In 1992 the Real World introduced MTV viewers to living in public, the beginning of the modern reality TV era. When the new genre began mutating into an array of concepts, Schultz was ready for his big, strategic move.
Asked by Fox to come up with a new show, Schultz came back with Studs, a raunchier version of Love Connection. It quickly became must-see TV on college campuses.
“It became a cultural phenomenon,” Schultz says. “Johnny Carson and David Letterman were doing jokes about it. Studs changed my life because it allowed me to start my own production company.’’
Sensing a shift in the cultural landscape, Schultz began to look at plastic surgery as a reality premise in the early 2000s. The thought of surgically altering bodies on prime time freaked out one of his assistants. “You could kill someone,’’ she told him. But Schultz took care to minimize his risk.
“I’d be lying if I said I wasn’t scared,” he says. “I did realize people could die. That’s why I spent hours and hours in surgery and handpicked every surgeon. We took out a lot of insurance.’’
An immediate ratings success, Extreme Makeover eventually aired in 100 countries — in different variations — as the reality genre went global. It stopped airing in 2005.
“The show was a game-changer for me,’’ he says. “I think it established me for the long haul. Once you’ve had hits, you’re forever associated with those hits.’’
Schultz went farther out on the limb in 2008 with The Moment of Truth, a controversial, scathingly reviewed Fox hit.
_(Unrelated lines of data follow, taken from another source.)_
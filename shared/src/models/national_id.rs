//! National-ID (RENIEC) lookup model

use serde::{Deserialize, Serialize};

/// Person data returned by `GET /reniec/{dni}`
#[derive(Debug, Clone, PartialEq, Eq, Serialize, Deserialize)]
pub struct NationalIdPerson {
    #[serde(default)]
    pub dni: Option<String>,
    #[serde(alias = "nombre")]
    pub nombres: String,
    #[serde(default, alias = "apellidoPaterno")]
    pub apellido_paterno: String,
    #[serde(default, alias = "apellidoMaterno")]
    pub apellido_materno: String,
}

impl NationalIdPerson {
    /// Both surnames joined, as the registration form stores them
    pub fn apellidos(&self) -> String {
        [self.apellido_paterno.trim(), self.apellido_materno.trim()]
            .into_iter()
            .filter(|s| !s.is_empty())
            .collect::<Vec<_>>()
            .join(" ")
    }
}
During the show contestants were hooked up to a lie detector during which they faced personal questions backstage. Then they answered the questions again in front of cameras. The Moment of Truth ended up being seen in more than 100 countries.
“The show really established our presence globally,’’ he says. “I’ve been blessed not only with the ability to create ideas out of thin air but also to observe things going on in the world. I saw globalization coming long before other producers, and I said, ‘I’ve got to get into this game.’ ’’
Even at age 57 — old by Hollywood standards — Schultz is looking around the cultural bend, searching for another big idea.
“Reality shows will be part of TV forever,’’ he says. “Nothing’s more entertaining than reality.”